§ **Dataset records**:
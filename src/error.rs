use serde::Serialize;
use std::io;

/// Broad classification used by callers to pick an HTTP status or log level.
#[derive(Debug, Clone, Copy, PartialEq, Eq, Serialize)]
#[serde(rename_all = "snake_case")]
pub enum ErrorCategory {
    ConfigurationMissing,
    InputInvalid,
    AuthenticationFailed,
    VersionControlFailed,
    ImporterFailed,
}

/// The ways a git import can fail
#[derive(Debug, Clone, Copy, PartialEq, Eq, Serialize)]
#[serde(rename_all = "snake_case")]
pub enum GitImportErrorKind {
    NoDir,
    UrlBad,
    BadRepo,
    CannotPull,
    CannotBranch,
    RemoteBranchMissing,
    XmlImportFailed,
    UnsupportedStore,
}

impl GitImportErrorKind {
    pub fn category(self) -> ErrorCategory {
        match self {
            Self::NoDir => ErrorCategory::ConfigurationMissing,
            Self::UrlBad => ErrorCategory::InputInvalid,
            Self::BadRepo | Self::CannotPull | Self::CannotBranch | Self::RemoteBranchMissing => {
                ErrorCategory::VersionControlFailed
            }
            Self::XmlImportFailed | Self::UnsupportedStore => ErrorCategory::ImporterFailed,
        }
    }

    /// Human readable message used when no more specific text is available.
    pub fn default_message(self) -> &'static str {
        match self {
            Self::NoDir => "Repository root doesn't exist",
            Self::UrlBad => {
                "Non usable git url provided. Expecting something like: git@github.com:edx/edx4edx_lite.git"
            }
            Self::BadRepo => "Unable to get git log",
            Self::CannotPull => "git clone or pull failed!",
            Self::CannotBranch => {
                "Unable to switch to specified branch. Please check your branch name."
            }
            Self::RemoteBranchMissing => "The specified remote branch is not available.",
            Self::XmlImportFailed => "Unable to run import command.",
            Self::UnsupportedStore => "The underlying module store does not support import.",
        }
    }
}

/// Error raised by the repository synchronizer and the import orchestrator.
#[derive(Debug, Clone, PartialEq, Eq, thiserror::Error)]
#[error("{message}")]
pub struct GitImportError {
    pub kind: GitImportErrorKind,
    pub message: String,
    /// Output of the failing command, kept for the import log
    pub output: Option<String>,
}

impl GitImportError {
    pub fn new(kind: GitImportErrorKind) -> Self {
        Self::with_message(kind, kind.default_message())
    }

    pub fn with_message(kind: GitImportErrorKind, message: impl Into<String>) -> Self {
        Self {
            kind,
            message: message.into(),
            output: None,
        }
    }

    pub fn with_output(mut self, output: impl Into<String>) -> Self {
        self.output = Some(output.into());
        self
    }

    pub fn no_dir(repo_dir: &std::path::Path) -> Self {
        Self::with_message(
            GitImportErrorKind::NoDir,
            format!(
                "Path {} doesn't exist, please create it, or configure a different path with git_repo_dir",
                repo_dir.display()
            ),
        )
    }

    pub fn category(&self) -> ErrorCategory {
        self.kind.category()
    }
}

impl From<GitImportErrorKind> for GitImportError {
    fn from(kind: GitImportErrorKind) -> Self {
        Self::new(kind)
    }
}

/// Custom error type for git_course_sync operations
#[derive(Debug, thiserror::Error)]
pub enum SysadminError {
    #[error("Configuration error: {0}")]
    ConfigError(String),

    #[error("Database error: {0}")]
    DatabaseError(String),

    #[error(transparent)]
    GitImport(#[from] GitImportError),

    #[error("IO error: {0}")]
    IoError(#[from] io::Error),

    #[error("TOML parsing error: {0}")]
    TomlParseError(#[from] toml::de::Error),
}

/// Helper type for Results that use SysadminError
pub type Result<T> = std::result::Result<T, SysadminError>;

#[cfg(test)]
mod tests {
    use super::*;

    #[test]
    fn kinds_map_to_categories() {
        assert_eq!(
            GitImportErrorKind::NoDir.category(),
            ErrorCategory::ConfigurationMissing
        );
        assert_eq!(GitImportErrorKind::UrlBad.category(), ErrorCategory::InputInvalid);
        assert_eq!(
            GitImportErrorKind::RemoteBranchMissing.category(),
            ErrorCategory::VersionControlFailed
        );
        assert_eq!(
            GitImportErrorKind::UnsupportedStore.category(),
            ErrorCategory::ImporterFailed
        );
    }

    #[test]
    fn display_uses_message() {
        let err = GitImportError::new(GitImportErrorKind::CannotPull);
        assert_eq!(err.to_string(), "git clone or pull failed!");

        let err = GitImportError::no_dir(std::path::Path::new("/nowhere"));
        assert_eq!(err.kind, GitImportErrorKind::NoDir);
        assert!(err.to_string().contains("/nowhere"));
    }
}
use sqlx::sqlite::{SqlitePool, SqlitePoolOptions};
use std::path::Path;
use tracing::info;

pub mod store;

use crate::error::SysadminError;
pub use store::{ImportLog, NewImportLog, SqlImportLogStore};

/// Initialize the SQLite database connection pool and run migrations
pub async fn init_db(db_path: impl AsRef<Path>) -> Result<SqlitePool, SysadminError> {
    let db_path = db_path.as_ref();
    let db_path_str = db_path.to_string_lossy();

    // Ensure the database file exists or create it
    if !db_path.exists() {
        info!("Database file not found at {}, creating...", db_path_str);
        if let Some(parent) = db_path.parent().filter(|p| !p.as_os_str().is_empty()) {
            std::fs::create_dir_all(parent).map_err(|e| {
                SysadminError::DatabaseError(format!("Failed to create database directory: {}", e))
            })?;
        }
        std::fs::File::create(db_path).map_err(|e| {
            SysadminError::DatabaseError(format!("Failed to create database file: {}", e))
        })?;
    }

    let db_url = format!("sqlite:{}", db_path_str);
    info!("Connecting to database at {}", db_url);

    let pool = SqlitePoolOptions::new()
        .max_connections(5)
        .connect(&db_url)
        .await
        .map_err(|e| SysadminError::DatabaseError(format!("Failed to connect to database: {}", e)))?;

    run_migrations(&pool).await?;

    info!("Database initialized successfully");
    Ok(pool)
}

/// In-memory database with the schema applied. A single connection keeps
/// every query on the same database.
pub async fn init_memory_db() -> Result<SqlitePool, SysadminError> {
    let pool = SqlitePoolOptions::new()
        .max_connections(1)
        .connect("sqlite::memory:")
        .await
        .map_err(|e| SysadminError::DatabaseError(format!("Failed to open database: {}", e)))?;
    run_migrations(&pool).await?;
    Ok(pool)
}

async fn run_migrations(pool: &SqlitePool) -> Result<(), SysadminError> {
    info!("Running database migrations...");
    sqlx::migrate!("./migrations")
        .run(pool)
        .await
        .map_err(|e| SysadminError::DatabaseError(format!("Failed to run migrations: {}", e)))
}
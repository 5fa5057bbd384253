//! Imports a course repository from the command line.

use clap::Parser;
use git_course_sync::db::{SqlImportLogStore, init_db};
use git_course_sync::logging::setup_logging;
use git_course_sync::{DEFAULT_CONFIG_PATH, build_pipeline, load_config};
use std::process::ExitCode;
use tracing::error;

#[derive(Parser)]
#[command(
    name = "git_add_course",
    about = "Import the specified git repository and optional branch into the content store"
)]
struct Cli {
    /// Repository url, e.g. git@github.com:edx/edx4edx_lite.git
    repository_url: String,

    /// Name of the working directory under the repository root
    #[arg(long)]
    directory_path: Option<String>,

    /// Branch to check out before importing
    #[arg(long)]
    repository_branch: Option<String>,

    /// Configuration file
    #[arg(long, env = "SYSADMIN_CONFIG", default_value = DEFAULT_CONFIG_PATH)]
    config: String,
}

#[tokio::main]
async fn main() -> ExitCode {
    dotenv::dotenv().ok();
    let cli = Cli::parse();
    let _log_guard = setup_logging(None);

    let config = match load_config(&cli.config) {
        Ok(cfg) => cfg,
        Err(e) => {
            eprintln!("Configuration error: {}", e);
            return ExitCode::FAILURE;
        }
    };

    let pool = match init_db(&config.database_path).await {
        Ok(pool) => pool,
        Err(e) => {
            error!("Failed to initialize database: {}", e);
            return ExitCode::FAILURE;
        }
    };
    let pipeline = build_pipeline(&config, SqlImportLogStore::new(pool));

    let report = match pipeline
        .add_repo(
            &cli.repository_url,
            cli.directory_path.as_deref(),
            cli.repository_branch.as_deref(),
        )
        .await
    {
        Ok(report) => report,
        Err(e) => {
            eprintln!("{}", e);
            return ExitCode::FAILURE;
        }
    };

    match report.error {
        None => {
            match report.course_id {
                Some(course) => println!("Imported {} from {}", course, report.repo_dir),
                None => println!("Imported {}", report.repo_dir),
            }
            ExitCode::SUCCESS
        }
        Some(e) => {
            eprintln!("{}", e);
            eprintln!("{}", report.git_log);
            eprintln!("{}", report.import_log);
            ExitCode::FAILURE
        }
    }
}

§ **Required action**:
Show each line of the material that includes the word "None".

§ **Answer space**:
            output: None,
    let _log_guard = setup_logging(None);
        None => {
                None => println!("Imported {}", report.repo_dir),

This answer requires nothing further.